Collected data entries:
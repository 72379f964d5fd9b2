// SPDX-License-Identifier: MIT OR Apache-2.0
//! Software tween runtime.
//!
//! An [`AnimationHost`] with its own millisecond clock. Used by the headless
//! preview and in tests wherever a real rendering engine would run tweens.

use crate::bridge::{AnimationHost, ElementSchedule};
use crate::element::{Element, ElementId, VisualState};
use crate::value::AnimationProperty;
use indexmap::IndexMap;

#[derive(Debug, Clone)]
struct Running {
    schedule: ElementSchedule,
    started_at_ms: f64,
}

#[derive(Debug, Clone)]
struct Node {
    /// Last written attributes
    base: VisualState,
    running: Option<Running>,
}

impl Node {
    fn state_at(&self, clock_ms: f64) -> VisualState {
        let mut state = self.base;
        if let Some(running) = &self.running {
            let elapsed = clock_ms - running.started_at_ms;
            for property in AnimationProperty::ALL {
                if let Some(value) = running.schedule.value_at(property, elapsed) {
                    state.set(value);
                }
            }
        }
        state
    }
}

/// Render nodes plus the tweens running on them
#[derive(Debug, Clone, Default)]
pub struct TweenRuntime {
    nodes: IndexMap<ElementId, Node>,
    clock_ms: f64,
}

impl TweenRuntime {
    /// Create an empty runtime at clock 0
    pub fn new() -> Self {
        Self::default()
    }

    /// Create a runtime with one node per element, at rest
    pub fn with_elements(elements: &[Element]) -> Self {
        let mut runtime = Self::new();
        for element in elements {
            runtime.attach(element.id.clone(), element.rest_state());
        }
        runtime
    }

    /// Add (or reset) a render node
    pub fn attach(&mut self, element: ElementId, state: VisualState) {
        self.nodes.insert(element, Node { base: state, running: None });
    }

    /// Remove a render node and everything running on it
    pub fn detach(&mut self, element: &ElementId) -> bool {
        self.nodes.shift_remove(element).is_some()
    }

    /// Runtime clock in milliseconds
    pub fn clock_ms(&self) -> f64 {
        self.clock_ms
    }

    /// Whether a schedule is running on an element
    pub fn is_running(&self, element: &ElementId) -> bool {
        self.nodes.get(element).is_some_and(|n| n.running.is_some())
    }

    /// Number of elements with a running schedule
    pub fn running_count(&self) -> usize {
        self.nodes.values().filter(|n| n.running.is_some()).count()
    }

    /// Advance the clock. Finished schedules write their final values and
    /// are dropped.
    pub fn advance(&mut self, delta_ms: f64) {
        if !(delta_ms.is_finite() && delta_ms > 0.0) {
            return;
        }
        self.clock_ms += delta_ms;
        let clock = self.clock_ms;
        for (id, node) in &mut self.nodes {
            let finished = node
                .running
                .as_ref()
                .is_some_and(|r| clock - r.started_at_ms >= r.schedule.end_offset_ms());
            if finished {
                node.base = node.state_at(clock);
                node.running = None;
                tracing::trace!("Schedule finished for {}", id);
            }
        }
    }
}

impl AnimationHost for TweenRuntime {
    fn is_attached(&self, element: &ElementId) -> bool {
        self.nodes.contains_key(element)
    }

    fn apply(&mut self, element: &ElementId, state: &VisualState) {
        if let Some(node) = self.nodes.get_mut(element) {
            node.base = *state;
        }
    }

    fn start(&mut self, schedule: ElementSchedule) {
        let clock = self.clock_ms;
        match self.nodes.get_mut(&schedule.element_id) {
            Some(node) => {
                node.base = node.state_at(clock);
                node.running = Some(Running { schedule, started_at_ms: clock });
            }
            None => tracing::warn!("Dropping schedule for detached element {}", schedule.element_id),
        }
    }

    fn cancel(&mut self, element: &ElementId) {
        let clock = self.clock_ms;
        if let Some(node) = self.nodes.get_mut(element) {
            // The node keeps whatever the tweens last wrote
            node.base = node.state_at(clock);
            node.running = None;
        }
    }

    fn live_state(&self, element: &ElementId) -> Option<VisualState> {
        self.nodes.get(element).map(|n| n.state_at(self.clock_ms))
    }
}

### TASK ITEM
Beginning at the top of the data, please return every line until and including the line containing "for element in", copied exactly, and nothing past it.

### SOLUTION TO THE PROBLEM
repository 72379f964d5fd9b2
// SPDX-License-Identifier: MIT OR Apache-2.0
//! Software tween runtime.
//!
//! An [`AnimationHost`] with its own millisecond clock. Used by the headless
//! preview and in tests wherever a real rendering engine would run tweens.

use crate::bridge::{AnimationHost, ElementSchedule};
use crate::element::{Element, ElementId, VisualState};
use crate::value::AnimationProperty;
use indexmap::IndexMap;

#[derive(Debug, Clone)]
struct Running {
    schedule: ElementSchedule,
    started_at_ms: f64,
}

#[derive(Debug, Clone)]
struct Node {
    /// Last written attributes
    base: VisualState,
    running: Option<Running>,
}

impl Node {
    fn state_at(&self, clock_ms: f64) -> VisualState {
        let mut state = self.base;
        if let Some(running) = &self.running {
            let elapsed = clock_ms - running.started_at_ms;
            for property in AnimationProperty::ALL {
                if let Some(value) = running.schedule.value_at(property, elapsed) {
                    state.set(value);
                }
            }
        }
        state
    }
}

/// Render nodes plus the tweens running on them
#[derive(Debug, Clone, Default)]
pub struct TweenRuntime {
    nodes: IndexMap<ElementId, Node>,
    clock_ms: f64,
}

impl TweenRuntime {
    /// Create an empty runtime at clock 0
    pub fn new() -> Self {
        Self::default()
    }

    /// Create a runtime with one node per element, at rest
    pub fn with_elements(elements: &[Element]) -> Self {
        let mut runtime = Self::new();
        for element in elements {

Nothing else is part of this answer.